**Task directions:**
Determine how many lines of the data include the word "list", and write only that number.

(Collected data)
━━━━
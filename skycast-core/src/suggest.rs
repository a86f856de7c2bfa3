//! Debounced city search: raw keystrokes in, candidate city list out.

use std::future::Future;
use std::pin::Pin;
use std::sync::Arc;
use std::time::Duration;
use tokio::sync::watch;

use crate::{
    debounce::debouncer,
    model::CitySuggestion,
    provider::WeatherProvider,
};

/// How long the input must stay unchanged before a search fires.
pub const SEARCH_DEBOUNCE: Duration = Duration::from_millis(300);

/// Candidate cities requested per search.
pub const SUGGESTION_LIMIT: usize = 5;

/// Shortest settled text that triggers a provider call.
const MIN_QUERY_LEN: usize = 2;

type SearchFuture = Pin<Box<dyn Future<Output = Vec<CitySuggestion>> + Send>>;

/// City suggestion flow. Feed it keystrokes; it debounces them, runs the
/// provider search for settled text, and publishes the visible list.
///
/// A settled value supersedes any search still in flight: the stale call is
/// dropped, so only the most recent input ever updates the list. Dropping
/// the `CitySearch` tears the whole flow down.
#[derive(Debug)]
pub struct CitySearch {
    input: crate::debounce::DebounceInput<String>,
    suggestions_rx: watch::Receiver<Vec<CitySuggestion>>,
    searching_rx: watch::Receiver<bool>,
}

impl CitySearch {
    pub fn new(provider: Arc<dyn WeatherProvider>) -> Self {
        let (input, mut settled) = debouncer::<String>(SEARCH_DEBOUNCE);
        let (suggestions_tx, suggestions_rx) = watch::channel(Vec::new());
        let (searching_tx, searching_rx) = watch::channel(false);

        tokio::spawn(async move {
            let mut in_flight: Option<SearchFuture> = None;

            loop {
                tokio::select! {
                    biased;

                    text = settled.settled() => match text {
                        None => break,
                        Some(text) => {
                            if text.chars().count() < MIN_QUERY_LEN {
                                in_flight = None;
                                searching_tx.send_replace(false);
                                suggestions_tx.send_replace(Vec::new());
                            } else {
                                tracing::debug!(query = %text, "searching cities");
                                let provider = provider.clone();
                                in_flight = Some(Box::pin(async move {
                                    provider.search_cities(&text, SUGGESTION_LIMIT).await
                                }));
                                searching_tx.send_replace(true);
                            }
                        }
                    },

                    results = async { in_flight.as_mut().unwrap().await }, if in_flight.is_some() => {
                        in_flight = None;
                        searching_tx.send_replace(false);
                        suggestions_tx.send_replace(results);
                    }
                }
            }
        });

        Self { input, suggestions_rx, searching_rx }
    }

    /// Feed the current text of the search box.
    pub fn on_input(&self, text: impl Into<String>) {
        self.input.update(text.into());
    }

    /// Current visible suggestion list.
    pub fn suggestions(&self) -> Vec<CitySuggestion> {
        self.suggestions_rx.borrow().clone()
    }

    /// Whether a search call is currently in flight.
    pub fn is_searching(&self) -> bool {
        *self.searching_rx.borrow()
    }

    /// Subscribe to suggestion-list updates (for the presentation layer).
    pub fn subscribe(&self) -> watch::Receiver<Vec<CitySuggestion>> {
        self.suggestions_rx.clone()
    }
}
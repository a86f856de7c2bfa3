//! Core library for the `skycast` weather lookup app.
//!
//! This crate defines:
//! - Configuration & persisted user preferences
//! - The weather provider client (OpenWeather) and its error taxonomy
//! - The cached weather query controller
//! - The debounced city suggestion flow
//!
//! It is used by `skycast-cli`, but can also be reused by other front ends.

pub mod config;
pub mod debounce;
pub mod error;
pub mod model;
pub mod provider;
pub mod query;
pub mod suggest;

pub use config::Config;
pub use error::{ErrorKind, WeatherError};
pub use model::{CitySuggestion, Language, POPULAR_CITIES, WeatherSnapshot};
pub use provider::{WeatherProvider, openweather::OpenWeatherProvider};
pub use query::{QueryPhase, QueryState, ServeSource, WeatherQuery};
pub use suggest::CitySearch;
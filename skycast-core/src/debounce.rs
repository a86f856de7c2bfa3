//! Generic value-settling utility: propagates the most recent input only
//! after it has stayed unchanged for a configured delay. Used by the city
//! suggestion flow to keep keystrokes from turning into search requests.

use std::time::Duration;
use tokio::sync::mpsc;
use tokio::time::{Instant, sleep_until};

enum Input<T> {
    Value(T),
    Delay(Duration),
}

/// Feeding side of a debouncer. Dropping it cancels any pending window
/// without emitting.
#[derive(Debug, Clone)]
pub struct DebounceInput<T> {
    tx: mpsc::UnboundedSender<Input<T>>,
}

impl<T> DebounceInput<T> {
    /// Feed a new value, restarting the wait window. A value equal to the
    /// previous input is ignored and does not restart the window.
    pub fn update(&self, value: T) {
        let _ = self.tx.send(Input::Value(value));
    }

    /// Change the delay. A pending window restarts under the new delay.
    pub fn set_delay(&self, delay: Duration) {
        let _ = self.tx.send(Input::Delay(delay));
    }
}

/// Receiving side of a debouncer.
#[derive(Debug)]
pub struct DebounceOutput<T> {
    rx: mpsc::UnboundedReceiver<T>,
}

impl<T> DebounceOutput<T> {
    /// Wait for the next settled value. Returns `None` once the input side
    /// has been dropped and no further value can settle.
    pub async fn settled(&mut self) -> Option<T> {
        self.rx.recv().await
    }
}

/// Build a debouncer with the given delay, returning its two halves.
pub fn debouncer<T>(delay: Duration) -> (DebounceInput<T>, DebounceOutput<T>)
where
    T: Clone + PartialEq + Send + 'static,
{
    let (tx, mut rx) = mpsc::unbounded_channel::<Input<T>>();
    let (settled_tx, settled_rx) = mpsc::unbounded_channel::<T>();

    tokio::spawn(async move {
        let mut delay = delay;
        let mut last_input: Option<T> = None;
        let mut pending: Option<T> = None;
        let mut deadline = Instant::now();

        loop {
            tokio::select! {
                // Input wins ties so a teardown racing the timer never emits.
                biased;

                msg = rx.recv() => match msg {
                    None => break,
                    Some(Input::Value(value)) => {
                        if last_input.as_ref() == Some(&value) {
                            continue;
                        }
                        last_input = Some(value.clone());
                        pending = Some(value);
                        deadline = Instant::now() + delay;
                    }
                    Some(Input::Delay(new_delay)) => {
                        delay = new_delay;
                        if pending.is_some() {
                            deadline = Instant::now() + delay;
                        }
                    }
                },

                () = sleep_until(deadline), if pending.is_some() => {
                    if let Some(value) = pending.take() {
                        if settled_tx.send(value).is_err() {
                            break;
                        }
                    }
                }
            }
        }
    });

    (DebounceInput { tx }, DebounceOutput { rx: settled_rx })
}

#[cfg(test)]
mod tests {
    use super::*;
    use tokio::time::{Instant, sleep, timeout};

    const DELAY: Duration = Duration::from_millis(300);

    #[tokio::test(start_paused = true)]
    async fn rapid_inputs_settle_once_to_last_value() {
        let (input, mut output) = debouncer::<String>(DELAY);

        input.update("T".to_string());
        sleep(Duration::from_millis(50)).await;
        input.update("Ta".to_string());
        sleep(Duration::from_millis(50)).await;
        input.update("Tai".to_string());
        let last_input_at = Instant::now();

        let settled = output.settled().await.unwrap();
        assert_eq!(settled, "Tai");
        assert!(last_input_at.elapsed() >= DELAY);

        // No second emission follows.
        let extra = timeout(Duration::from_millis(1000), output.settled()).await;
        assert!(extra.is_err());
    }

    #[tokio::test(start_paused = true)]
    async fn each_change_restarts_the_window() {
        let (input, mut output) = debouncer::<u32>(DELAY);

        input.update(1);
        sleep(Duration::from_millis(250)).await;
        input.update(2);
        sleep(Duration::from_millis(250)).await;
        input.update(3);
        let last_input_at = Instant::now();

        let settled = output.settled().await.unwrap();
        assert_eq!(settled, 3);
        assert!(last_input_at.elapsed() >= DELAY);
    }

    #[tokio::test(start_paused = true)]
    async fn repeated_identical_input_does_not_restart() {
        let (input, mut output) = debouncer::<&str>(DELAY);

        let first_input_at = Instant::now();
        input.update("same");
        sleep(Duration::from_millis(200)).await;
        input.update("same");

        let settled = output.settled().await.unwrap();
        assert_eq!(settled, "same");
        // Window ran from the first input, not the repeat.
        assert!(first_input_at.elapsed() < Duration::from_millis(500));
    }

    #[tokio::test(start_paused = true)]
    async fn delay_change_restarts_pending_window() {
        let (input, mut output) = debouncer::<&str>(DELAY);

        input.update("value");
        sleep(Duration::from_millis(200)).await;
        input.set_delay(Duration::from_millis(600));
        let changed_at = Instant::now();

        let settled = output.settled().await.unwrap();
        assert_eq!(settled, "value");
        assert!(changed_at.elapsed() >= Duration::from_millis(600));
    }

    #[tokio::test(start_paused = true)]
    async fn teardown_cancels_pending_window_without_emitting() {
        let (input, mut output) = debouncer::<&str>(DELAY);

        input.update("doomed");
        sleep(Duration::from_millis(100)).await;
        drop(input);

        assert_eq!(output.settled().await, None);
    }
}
━━━━
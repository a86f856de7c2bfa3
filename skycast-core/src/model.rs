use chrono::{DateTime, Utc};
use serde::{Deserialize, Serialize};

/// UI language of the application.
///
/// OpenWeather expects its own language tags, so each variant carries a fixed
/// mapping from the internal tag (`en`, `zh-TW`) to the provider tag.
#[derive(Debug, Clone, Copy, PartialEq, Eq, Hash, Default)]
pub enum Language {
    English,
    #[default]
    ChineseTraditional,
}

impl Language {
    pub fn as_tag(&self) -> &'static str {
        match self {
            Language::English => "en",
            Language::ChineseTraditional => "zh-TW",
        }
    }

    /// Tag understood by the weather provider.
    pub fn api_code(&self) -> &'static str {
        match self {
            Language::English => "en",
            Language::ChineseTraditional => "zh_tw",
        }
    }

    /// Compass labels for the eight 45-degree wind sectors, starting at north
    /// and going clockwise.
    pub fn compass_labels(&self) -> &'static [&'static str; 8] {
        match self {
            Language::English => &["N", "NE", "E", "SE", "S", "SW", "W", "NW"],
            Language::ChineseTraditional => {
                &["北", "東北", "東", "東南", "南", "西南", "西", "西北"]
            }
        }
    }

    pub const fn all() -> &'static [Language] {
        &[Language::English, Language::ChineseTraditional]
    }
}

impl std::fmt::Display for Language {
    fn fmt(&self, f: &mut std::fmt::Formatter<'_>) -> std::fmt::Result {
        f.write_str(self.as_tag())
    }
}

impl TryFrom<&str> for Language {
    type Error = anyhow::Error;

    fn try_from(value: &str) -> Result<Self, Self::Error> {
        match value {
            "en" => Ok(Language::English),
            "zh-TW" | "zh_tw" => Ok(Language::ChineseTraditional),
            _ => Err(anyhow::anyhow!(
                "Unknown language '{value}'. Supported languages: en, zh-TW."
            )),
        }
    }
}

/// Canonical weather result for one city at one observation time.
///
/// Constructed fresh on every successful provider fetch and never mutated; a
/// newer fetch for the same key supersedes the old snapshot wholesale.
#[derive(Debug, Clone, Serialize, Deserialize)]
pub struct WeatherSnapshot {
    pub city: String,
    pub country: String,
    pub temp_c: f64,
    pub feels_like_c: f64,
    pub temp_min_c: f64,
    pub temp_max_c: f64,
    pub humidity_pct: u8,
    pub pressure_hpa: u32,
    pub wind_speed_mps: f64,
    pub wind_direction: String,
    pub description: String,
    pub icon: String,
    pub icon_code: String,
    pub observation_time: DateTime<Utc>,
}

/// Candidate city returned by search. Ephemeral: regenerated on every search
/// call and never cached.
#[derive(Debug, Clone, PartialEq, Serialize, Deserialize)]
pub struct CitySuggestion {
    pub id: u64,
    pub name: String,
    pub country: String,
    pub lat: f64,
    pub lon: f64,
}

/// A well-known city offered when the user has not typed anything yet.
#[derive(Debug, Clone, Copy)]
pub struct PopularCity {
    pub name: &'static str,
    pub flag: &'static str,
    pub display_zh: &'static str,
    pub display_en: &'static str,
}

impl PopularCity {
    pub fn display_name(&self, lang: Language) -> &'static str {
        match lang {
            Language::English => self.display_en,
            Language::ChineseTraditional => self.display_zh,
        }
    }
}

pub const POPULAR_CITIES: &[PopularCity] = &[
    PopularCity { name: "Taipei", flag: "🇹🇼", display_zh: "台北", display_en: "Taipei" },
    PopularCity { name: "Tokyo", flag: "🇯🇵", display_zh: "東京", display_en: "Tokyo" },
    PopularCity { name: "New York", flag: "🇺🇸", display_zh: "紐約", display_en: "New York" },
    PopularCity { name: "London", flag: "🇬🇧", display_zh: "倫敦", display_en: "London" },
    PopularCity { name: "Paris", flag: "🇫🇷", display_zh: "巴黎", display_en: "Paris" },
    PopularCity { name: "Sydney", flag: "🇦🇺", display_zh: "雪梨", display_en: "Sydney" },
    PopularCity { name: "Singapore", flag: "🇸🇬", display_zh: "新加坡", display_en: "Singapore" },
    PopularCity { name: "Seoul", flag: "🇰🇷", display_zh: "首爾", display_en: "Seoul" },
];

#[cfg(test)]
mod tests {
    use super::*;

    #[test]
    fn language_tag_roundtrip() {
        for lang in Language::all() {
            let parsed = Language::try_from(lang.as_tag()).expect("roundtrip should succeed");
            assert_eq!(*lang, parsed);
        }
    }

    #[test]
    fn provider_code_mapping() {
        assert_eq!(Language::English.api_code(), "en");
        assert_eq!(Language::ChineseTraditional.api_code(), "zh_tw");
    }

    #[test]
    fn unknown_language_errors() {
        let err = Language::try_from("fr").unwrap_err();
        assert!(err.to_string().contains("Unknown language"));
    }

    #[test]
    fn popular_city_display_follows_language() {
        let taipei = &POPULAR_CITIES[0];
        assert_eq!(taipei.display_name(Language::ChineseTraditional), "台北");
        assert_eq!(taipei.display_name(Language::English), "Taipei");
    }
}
━━━━
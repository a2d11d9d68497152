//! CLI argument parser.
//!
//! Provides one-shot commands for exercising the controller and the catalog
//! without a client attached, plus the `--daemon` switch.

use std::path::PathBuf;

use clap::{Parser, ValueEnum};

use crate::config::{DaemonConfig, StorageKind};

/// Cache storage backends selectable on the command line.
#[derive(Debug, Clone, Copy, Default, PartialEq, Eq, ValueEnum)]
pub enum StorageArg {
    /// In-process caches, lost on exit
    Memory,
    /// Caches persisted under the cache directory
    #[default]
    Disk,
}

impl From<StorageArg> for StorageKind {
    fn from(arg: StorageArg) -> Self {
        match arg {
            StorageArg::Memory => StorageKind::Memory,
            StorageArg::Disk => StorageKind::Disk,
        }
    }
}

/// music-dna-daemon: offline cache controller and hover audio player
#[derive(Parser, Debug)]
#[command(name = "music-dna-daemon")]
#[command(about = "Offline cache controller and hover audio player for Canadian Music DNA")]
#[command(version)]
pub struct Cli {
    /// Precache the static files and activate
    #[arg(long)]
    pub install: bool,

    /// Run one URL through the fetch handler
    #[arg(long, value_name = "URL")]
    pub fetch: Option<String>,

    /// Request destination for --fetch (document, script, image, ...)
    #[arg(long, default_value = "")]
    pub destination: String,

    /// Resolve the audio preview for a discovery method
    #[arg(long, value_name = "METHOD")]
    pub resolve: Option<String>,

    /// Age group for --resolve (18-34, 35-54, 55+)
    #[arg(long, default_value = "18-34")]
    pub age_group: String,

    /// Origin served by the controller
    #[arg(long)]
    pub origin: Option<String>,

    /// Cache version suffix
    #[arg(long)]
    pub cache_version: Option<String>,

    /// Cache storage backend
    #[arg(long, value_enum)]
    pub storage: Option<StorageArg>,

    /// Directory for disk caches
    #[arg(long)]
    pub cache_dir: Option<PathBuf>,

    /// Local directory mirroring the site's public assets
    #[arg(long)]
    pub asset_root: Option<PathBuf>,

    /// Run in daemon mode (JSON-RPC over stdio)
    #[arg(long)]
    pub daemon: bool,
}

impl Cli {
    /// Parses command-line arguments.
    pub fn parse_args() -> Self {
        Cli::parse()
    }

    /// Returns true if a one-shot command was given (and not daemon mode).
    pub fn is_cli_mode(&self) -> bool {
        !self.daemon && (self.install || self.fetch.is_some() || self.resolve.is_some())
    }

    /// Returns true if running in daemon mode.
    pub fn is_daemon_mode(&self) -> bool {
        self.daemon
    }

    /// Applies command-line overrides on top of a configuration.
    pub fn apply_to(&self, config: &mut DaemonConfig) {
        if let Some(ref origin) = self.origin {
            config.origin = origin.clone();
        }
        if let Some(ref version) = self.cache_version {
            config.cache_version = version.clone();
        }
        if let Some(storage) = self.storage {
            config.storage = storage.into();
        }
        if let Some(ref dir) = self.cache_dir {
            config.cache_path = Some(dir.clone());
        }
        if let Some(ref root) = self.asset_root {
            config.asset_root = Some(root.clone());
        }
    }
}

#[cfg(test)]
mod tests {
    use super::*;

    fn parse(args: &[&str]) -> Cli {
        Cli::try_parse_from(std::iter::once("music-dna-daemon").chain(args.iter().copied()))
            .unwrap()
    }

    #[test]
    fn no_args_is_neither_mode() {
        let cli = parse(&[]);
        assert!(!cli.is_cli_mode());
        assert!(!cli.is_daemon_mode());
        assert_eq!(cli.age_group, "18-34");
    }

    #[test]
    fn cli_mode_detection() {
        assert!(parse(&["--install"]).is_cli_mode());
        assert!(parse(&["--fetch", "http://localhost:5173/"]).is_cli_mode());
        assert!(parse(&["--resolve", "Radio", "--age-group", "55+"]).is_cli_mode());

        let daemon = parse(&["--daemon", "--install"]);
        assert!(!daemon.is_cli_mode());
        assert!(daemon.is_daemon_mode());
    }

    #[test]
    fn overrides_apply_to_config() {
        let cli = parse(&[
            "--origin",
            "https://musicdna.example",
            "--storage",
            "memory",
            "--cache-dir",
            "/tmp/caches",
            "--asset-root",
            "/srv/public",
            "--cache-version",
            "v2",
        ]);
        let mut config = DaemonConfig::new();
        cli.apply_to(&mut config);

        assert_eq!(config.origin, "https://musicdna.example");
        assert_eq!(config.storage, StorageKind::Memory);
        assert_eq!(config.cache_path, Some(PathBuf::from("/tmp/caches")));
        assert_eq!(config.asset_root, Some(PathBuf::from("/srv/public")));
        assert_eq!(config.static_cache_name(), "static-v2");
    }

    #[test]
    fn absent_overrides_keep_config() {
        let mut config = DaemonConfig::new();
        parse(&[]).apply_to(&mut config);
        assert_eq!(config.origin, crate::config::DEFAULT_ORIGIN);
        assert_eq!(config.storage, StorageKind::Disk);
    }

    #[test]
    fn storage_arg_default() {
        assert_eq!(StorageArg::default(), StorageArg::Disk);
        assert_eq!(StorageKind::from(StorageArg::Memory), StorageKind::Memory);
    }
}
━━━━
**Problem solution:**
5